Per i forti, gli indipendenti, pronti e predestinati al comando, nei quali prendono corpo la ragione e l’arte di una razza dominatrice la religione è un mezzo in più per superare gli ostacoli, per poter regnare: come una catena che unisce dominatori e sudditi e svela e consegna ai primi la coscienza degli ultimi, quanto vi è in loro di più segreto e più intimo che sfuggirebbe volentieri all’obbedienza; e se alcuni di questi individui di così nobile origine fossero propensi, per la loro alta spiritualità, a una vita più ritirata e contemplativa e si riservassero il carattere più raffinato del dominio (quello esercitato sui discepoli o i confratelli prescelti), allora la religione stessa potrebbe venire impiegata come mezzo per procurarsi la pace tra il rumore e la fatica imposti dalla grossolanità del governare, nonché la purezza di fronte ai necessario sudiciume di ogni politica attiva.
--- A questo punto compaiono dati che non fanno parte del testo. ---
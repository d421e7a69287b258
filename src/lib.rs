//! # tokio-service-router
//!
//! An adaptive service router and priority message bus over Tokio.
//!
//! ## Architecture
//!
//! Request path (`ServiceRouter::execute`):
//! ```text
//! execute(capability, payload)
//!   → CacheManager (hit? return)
//!   → ServerRegistry::eligible → SelectionScorer::select
//!   → FailoverManager (attempt, backoff, failover chain)
//!   → CacheManager::set + CostTracker::record_usage
//! ```
//!
//! Message path (`MessageBus::send`):
//! ```text
//! validate → route → PriorityQueue(critical|high|medium|low) → deliver → acknowledge
//!                                                     ↘ StreamRegistry (fan-out)
//!                                                     ↘ DeadLetterQueue (expired / failed)
//! ```
//!
//! Every component publishes typed [`events::RouterEvent`]s onto a bounded
//! [`events::EventBus`] instead of invoking callbacks.

// ── Lint policy ───────────────────────────────────────────────────────────
#![deny(clippy::unwrap_used)]
#![deny(clippy::expect_used)]
#![deny(clippy::panic)]
#![deny(clippy::todo)]
#![deny(missing_docs)]

use thiserror::Error;
use tracing_subscriber::EnvFilter;

pub mod backend;
pub mod bus;
pub mod cache;
pub mod config;
pub mod events;
pub mod metrics;
pub mod routing;

// Re-exports for convenience
pub use backend::{BackendError, EchoBackend, ScriptedBackend, ServiceBackend};
pub use bus::{MessageBus, Priority};
pub use cache::CacheManager;
pub use config::RouterConfig;
pub use events::{EventBus, RouterEvent};
pub use routing::{Capability, ExecuteOptions, ExecutionResult, Requirements, ServiceRouter};

use routing::failover::AttemptRecord;

/// Initialise the global tracing subscriber.
///
/// Reads the `LOG_FORMAT` environment variable to choose output format:
/// - `"json"`: structured JSON output for log aggregators
/// - anything else (including unset): human-readable pretty output
///
/// Filter level is controlled by `RUST_LOG` (e.g. `RUST_LOG=info`).
///
/// # Errors
///
/// Returns [`RouterError::Config`] if the global subscriber has already
/// been set (e.g. by a previous call or a test harness).
///
/// # Panics
///
/// This function never panics.
pub fn init_tracing() -> Result<(), RouterError> {
    let format = std::env::var("LOG_FORMAT").unwrap_or_else(|_| "pretty".to_string());

    let result = match format.as_str() {
        "json" => tracing_subscriber::fmt()
            .json()
            .with_env_filter(EnvFilter::from_default_env())
            .with_current_span(true)
            .with_span_list(true)
            .try_init(),
        _ => tracing_subscriber::fmt()
            .pretty()
            .with_env_filter(EnvFilter::from_default_env())
            .try_init(),
    };

    result.map_err(|e| RouterError::Config(format!("tracing init failed: {e}")))
}

/// Top-level router and bus errors.
///
/// Callers always receive either a success payload or one of these variants
/// describing the cause (and, for exhausted requests, the attempt history).
#[derive(Error, Debug)]
pub enum RouterError {
    /// A message or request was malformed. Rejected synchronously, never queued
    /// and never retried.
    #[error("validation failed: {0}")]
    Validation(String),

    /// No server passed the status, capability, rate-limit and load filters.
    #[error("no eligible server for capability '{capability}'")]
    NoEligibleServer {
        /// The capability that could not be served.
        capability: Capability,
    },

    /// A single execution attempt failed. Retried per the failover policy.
    #[error("execution failed on server '{server_id}': {source}")]
    Execution {
        /// Server the attempt ran on.
        server_id: String,
        /// Underlying backend failure.
        #[source]
        source: BackendError,
    },

    /// Every attempt failed or the attempt budget ran out.
    #[error("capability '{capability}' failed after {attempts} attempt(s): {last_error}")]
    Exhausted {
        /// Capability that was requested.
        capability: Capability,
        /// Number of attempts made.
        attempts: u32,
        /// Rendered last error.
        last_error: String,
        /// One record per attempt, in order.
        history: Vec<AttemptRecord>,
    },

    /// Spend crossed a configured limit. Advisory unless hard limits are enabled.
    #[error("budget exceeded for server '{server_id}': spent {spent:.4} of {limit:.4}")]
    BudgetExceeded {
        /// Server whose budget was exceeded.
        server_id: String,
        /// Amount spent in the period.
        spent: f64,
        /// Configured limit for the period.
        limit: f64,
    },

    /// An exactly-once message was not acknowledged before its ttl elapsed.
    #[error("message '{message_id}' was not acknowledged before its ttl elapsed")]
    DeliveryTimeout {
        /// The unacknowledged message.
        message_id: String,
    },

    /// Publish or subscribe against a stream that does not exist.
    #[error("stream '{0}' not found")]
    StreamNotFound(String),

    /// Lookup of an unknown server id.
    #[error("server '{0}' not found")]
    ServerNotFound(String),

    /// A request outlived its deadline before a result could be returned.
    #[error("request '{request_id}' exceeded its deadline")]
    DeadlineExceeded {
        /// The abandoned request.
        request_id: String,
    },

    /// The message queue is at capacity.
    #[error("message queue full")]
    QueueFull,

    /// A configuration value is missing or invalid.
    #[error("configuration error: {0}")]
    Config(String),
}

impl RouterError {
    /// Whether the failover layer may retry after this error.
    ///
    /// Only execution-class failures are transient; validation, not-found and
    /// exhaustion errors are surfaced to the caller as-is.
    ///
    /// # Panics
    ///
    /// This function never panics.
    pub fn is_retryable(&self) -> bool {
        matches!(self, Self::Execution { .. })
    }
}
impl Default for StreamSettings {
    fn default() -> Self {
        Self {
            buffer_size: default_stream_buffer_size(),
            batch_processing: true,
            batch_size: default_stream_batch_size(),
            drain_interval_ms: default_drain_interval_ms(),
        }
    }
}

// ── Events ───────────────────────────────────────────────────────────────

/// Outbound event channel.
#[derive(Debug, Clone, Serialize, Deserialize, JsonSchema, PartialEq)]
pub struct EventsConfig {
    /// Events buffered per subscriber before slow consumers start lagging.
    #[serde(default = "default_event_capacity")]
    pub channel_capacity: usize,
}

impl Default for EventsConfig {
    fn default() -> Self {
        Self {
            channel_capacity: default_event_capacity(),
        }
    }
}

/// Export the JSON Schema for [`RouterConfig`].
///
/// # Errors
///
/// Returns `serde_json::Error` if schema serialization fails.
pub fn export_schema() -> Result<String, serde_json::Error> {
    let schema = schemars::schema_for!(RouterConfig);
    serde_json::to_string_pretty(&schema)
}

#[cfg(test)]
mod tests {
    use super::*;

    #[test]
    fn test_default_weights_sum_to_one() {
        assert!((ScoreWeights::default().total() - 1.0).abs() < 1e-9);
    }

    #[test]
    fn test_default_thresholds_match_documented_values() {
        let health = HealthConfig::default();
        assert_eq!(health.failure_threshold, 3);
        assert!((health.max_load - 0.9).abs() < f64::EPSILON);
        assert_eq!(health.response_window, 100);
        assert!((BudgetConfig::default().warning_ratio - 0.8).abs() < f64::EPSILON);
        assert_eq!(BroadcastConfig::default().parallel_max_recipients, 20);
        assert_eq!(StreamSettings::default().buffer_size, 1000);
        assert_eq!(FailoverConfig::default().max_attempts, 3);
    }

    #[test]
    fn test_effective_batch_size_is_one_without_batching() {
        let settings = StreamSettings {
            batch_processing: false,
            ..StreamSettings::default()
        };
        assert_eq!(settings.effective_batch_size(), 1);
        assert_eq!(StreamSettings::default().effective_batch_size(), 10);
    }

    #[test]
    fn test_fallback_target_serializes_as_tagged_table() {
        let json = serde_json::to_string(&FallbackTarget::Server("b".into())).unwrap_or_default();
        assert_eq!(json, r#"{"server":"b"}"#);
        let back: Result<FallbackTarget, _> = serde_json::from_str(r#"{"capability":"search"}"#);
        assert_eq!(back.ok(), Some(FallbackTarget::Capability(Capability::Search)));
    }

    #[test]
    fn test_export_schema_produces_valid_json() {
        let schema = export_schema().unwrap_or_default();
        let parsed: Result<serde_json::Value, _> = serde_json::from_str(&schema);
        assert!(parsed.is_ok());
    }
}
impl StreamRegistry {
    /// Empty registry. `defaults` apply to streams created without settings;
    /// `default_ttl` to messages that carry none.
    pub fn new(defaults: StreamSettings, default_ttl: Duration, events: EventBus) -> Self {
        Self {
            streams: DashMap::new(),
            defaults,
            default_ttl,
            events,
        }
    }

    /// Create `stream_id`, or keep the existing one. Returns whether it was new.
    pub fn create_stream(&self, stream_id: &str, settings: Option<StreamSettings>) -> bool {
        let Entry::Vacant(slot) = self.streams.entry(stream_id.to_string()) else {
            return false;
        };
        let settings = settings.unwrap_or_else(|| self.defaults.clone());
        debug!(stream_id, buffer_size = settings.buffer_size, "stream created");
        slot.insert(Arc::new(Mutex::new(StreamState {
            settings,
            buffer: VecDeque::new(),
            subscriptions: Vec::new(),
            stats: StreamStats::default(),
        })));
        true
    }

    /// Whether `stream_id` exists.
    pub fn exists(&self, stream_id: &str) -> bool {
        self.streams.contains_key(stream_id)
    }

    /// Ids of every stream, sorted.
    pub fn stream_ids(&self) -> Vec<String> {
        let mut ids: Vec<String> = self.streams.iter().map(|e| e.key().clone()).collect();
        ids.sort();
        ids
    }

    fn stream(&self, stream_id: &str) -> Result<Arc<Mutex<StreamState>>, RouterError> {
        self.streams
            .get(stream_id)
            .map(|e| Arc::clone(e.value()))
            .ok_or_else(|| RouterError::StreamNotFound(stream_id.to_string()))
    }

    /// Attach `subscriber` to `stream_id`.
    ///
    /// # Errors
    ///
    /// [`RouterError::StreamNotFound`] for an unknown stream.
    pub fn subscribe(
        &self,
        stream_id: &str,
        subscriber_id: &str,
        filter: SubscriptionFilter,
        subscriber: Arc<dyn StreamSubscriber>,
    ) -> Result<Subscription, RouterError> {
        let stream = self.stream(stream_id)?;
        let handle = Subscription {
            id: Uuid::new_v4().to_string(),
            stream_id: stream_id.to_string(),
            subscriber_id: subscriber_id.to_string(),
        };
        stream.lock().subscriptions.push(SubscriptionEntry {
            handle: handle.clone(),
            filter,
            subscriber,
        });
        debug!(stream_id, subscriber_id, subscription_id = %handle.id, "subscribed");
        Ok(handle)
    }

    /// Detach a subscription. Returns whether it existed.
    pub fn unsubscribe(&self, subscription: &Subscription) -> bool {
        let Ok(stream) = self.stream(&subscription.stream_id) else {
            return false;
        };
        let mut state = stream.lock();
        let before = state.subscriptions.len();
        state.subscriptions.retain(|s| s.handle.id != subscription.id);
        state.subscriptions.len() < before
    }

    /// Append `message` to the stream's buffer, dropping the oldest message
    /// when the buffer is full.
    ///
    /// # Errors
    ///
    /// [`RouterError::StreamNotFound`] for an unknown stream.
    pub fn publish(&self, stream_id: &str, message: Message) -> Result<(), RouterError> {
        let stream = self.stream(stream_id)?;
        let mut state = stream.lock();
        let capacity = state.settings.buffer_size.max(1);
        while state.buffer.len() >= capacity {
            if let Some(old) = state.buffer.pop_front() {
                state.stats.dropped += 1;
                debug!(stream_id, message_id = %old.id, "stream buffer overflow, oldest dropped");
            }
        }
        state.buffer.push_back(message);
        state.stats.published += 1;
        Ok(())
    }

    /// Deliver everything buffered in `stream_id` to matching subscriptions.
    ///
    /// Messages go out in batches of the stream's effective batch size; within
    /// a batch, deliveries run concurrently. No lock is held while
    /// subscribers run.
    ///
    /// # Errors
    ///
    /// [`RouterError::StreamNotFound`] for an unknown stream.
    pub async fn drain(&self, stream_id: &str) -> Result<DrainReport, RouterError> {
        let stream = self.stream(stream_id)?;
        let (messages, subscriptions, batch_size) = {
            let mut state = stream.lock();
            let messages: Vec<Message> = state.buffer.drain(..).collect();
            (
                messages,
                state.subscriptions.clone(),
                state.settings.effective_batch_size(),
            )
        };

        let mut report = DrainReport {
            drained: messages.len(),
            ..DrainReport::default()
        };

        for batch in messages.chunks(batch_size) {
            let mut deliveries = Vec::new();
            for message in batch {
                if message.is_expired(self.default_ttl) {
                    report.expired += 1;
                    continue;
                }
                let targets: Vec<&SubscriptionEntry> = subscriptions
                    .iter()
                    .filter(|s| s.filter.matches(message))
                    .collect();
                if targets.is_empty() {
                    report.unmatched += 1;
                    continue;
                }
                for target in targets {
                    deliveries.push(self.deliver(stream_id, target, message));
                }
            }
            for ok in join_all(deliveries).await {
                if ok {
                    report.delivered += 1;
                } else {
                    report.errors += 1;
                }
            }
        }

        let mut state = stream.lock();
        state.stats.delivered += report.delivered as u64;
        state.stats.unmatched += report.unmatched as u64;
        state.stats.errors += report.errors as u64;
        state.stats.expired += report.expired as u64;
        Ok(report)
    }

    async fn deliver(&self, stream_id: &str, target: &SubscriptionEntry, message: &Message) -> bool {
        let recipient = format!("{stream_id}/{}", target.handle.subscriber_id);
        match target.subscriber.on_message(stream_id, message).await {
            Ok(()) => {
                self.events.publish(RouterEvent::MessageDelivered {
                    message_id: message.id.clone(),
                    recipient,
                });
                true
            }
            Err(e) => {
                warn!(stream_id, subscriber_id = %target.handle.subscriber_id, error = %e, "stream delivery failed");
                target.subscriber.on_error(stream_id, &message.id, &e).await;
                self.events.publish(RouterEvent::MessageError {
                    message_id: message.id.clone(),
                    recipient,
                    error: e.to_string(),
                });
                false
            }
        }
    }

    /// Drain every stream once.
    pub async fn drain_all(&self) -> DrainReport {
        let mut total = DrainReport::default();
        for stream_id in self.stream_ids() {
            if let Ok(r) = self.drain(&stream_id).await {
                total.drained += r.drained;
                total.delivered += r.delivered;
                total.unmatched += r.unmatched;
                total.errors += r.errors;
                total.expired += r.expired;
            }
        }
        total
    }

    /// Remove `stream_id`, notifying each subscriber via `on_complete`.
    /// Buffered messages are discarded.
    ///
    /// # Errors
    ///
    /// [`RouterError::StreamNotFound`] for an unknown stream.
    pub async fn terminate_stream(&self, stream_id: &str) -> Result<StreamStats, RouterError> {
        let (_, stream) = self
            .streams
            .remove(stream_id)
            .ok_or_else(|| RouterError::StreamNotFound(stream_id.to_string()))?;
        let (subscriptions, stats) = {
            let mut state = stream.lock();
            let subs = std::mem::take(&mut state.subscriptions);
            state.stats.buffered = state.buffer.len();
            state.stats.subscribers = subs.len();
            (subs, state.stats.clone())
        };
        join_all(subscriptions.iter().map(|s| s.subscriber.on_complete(stream_id))).await;
        info!(stream_id, subscribers = subscriptions.len(), "stream terminated");
        Ok(stats)
    }

    /// Counters for `stream_id`.
    pub fn stats(&self, stream_id: &str) -> Option<StreamStats> {
        let stream = self.stream(stream_id).ok()?;
        let state = stream.lock();
        Some(StreamStats {
            buffered: state.buffer.len(),
            subscribers: state.subscriptions.len(),
            ..state.stats.clone()
        })
    }

    /// Run [`drain_all`](Self::drain_all) every `drain_interval_ms` until
    /// `shutdown` becomes `true` or its sender is dropped.
    pub fn spawn_drainer(self: Arc<Self>, mut shutdown: watch::Receiver<bool>) -> JoinHandle<()> {
        let period = Duration::from_millis(self.defaults.drain_interval_ms.max(1));
        tokio::spawn(async move {
            let mut ticker = tokio::time::interval(period);
            ticker.set_missed_tick_behavior(tokio::time::MissedTickBehavior::Skip);
            loop {
                tokio::select! {
                    _ = ticker.tick() => {
                        let report = self.drain_all().await;
                        if report.drained > 0 {
                            debug!(drained = report.drained, delivered = report.delivered, "stream drain");
                        }
                    }
                    changed = shutdown.changed() => {
                        if changed.is_err() || *shutdown.borrow() {
                            break;
                        }
                    }
                }
            }
            debug!("stream drainer stopped");
        })
    }
}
Lo compresero per esempio i bramini: con l’aiuto di un’organizzazione religiosa essi si attribuirono il potere di nominare i re del loro popolo, mentre essi stessi si sentivano e si tenevano in disparte e al di fuori, in quanto uomini con compiti più alti e superiori a quelli di un re.
Nel frattempo la religione serve da guida anche a una parte dei dominati e offre loro l’occasione di prepararsi al futuro governo e al comando, a quelle classi cioè e a quei ceti che stanno lentamente salendo e nei quali, grazie a felici costumi matrimoniali, la forza e il piacere della volontà, la volontà di autodominio, va crescendo in continuazione – per loro la religione costituisce uno stimolo e una tentazione sufficienti per percorrere il cammino – di una superiore spiritualità, per mettere alla prova i sentimenti del grande autosuperamento, del silenzio e della solitudine – ascetismo e puritanesimo sono strumenti di educazione e nobilitazione quasi indispensabili, per una razza che vuoi vincere la sua origine plebea ed elevarsi al futuro dominio.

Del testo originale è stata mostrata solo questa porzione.